## Task description:
Word for word, set down every record that appears below.

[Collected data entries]
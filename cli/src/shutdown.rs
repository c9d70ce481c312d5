use tokio_util::sync::CancellationToken;

/// Cancel the returned token on Ctrl-C (and SIGTERM on unix). Work in flight
/// is allowed to finish; nothing new starts after that.
pub fn install_shutdown_handler() -> CancellationToken {
	let token = CancellationToken::new();
	let trigger = token.clone();

	tokio::spawn(async move {
		wait_for_signal().await;
		trigger.cancel();
	});

	token
}

#[cfg(unix)]
async fn wait_for_signal() {
	use tokio::signal::unix::{signal, SignalKind};

	let mut sigterm = match signal(SignalKind::terminate()) {
		Ok(s) => s,
		Err(e) => {
			tracing::warn!(error = %e, "cannot listen for SIGTERM, Ctrl-C only");
			ctrl_c().await;
			return;
		}
	};

	tokio::select! {
		_ = sigterm.recv() => tracing::info!("received SIGTERM, finishing current work"),
		_ = ctrl_c() => {}
	}
}

#[cfg(not(unix))]
async fn wait_for_signal() {
	ctrl_c().await;
}

async fn ctrl_c() {
	match tokio::signal::ctrl_c().await {
		Ok(()) => tracing::info!("received Ctrl-C, finishing current work"),
		Err(e) => {
			tracing::error!(error = %e, "cannot listen for Ctrl-C");
			std::future::pending::<()>().await;
		}
	}
}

## Reply:
filename cli/src/shutdown.rs
repository c9d70ce481c312d5
use tokio_util::sync::CancellationToken;

/// Cancel the returned token on Ctrl-C (and SIGTERM on unix). Work in flight
/// is allowed to finish; nothing new starts after that.
pub fn install_shutdown_handler() -> CancellationToken {
	let token = CancellationToken::new();
	let trigger = token.clone();

	tokio::spawn(async move {
		wait_for_signal().await;
		trigger.cancel();
	});

	token
}

#[cfg(unix)]
async fn wait_for_signal() {
	use tokio::signal::unix::{signal, SignalKind};

	let mut sigterm = match signal(SignalKind::terminate()) {
		Ok(s) => s,
		Err(e) => {
			tracing::warn!(error = %e, "cannot listen for SIGTERM, Ctrl-C only");
			ctrl_c().await;
			return;
		}
	};

	tokio::select! {
		_ = sigterm.recv() => tracing::info!("received SIGTERM, finishing current work"),
		_ = ctrl_c() => {}
	}
}

#[cfg(not(unix))]
async fn wait_for_signal() {
	ctrl_c().await;
}

async fn ctrl_c() {
	match tokio::signal::ctrl_c().await {
		Ok(()) => tracing::info!("received Ctrl-C, finishing current work"),
		Err(e) => {
			tracing::error!(error = %e, "cannot listen for Ctrl-C");
			std::future::pending::<()>().await;
		}
	}
}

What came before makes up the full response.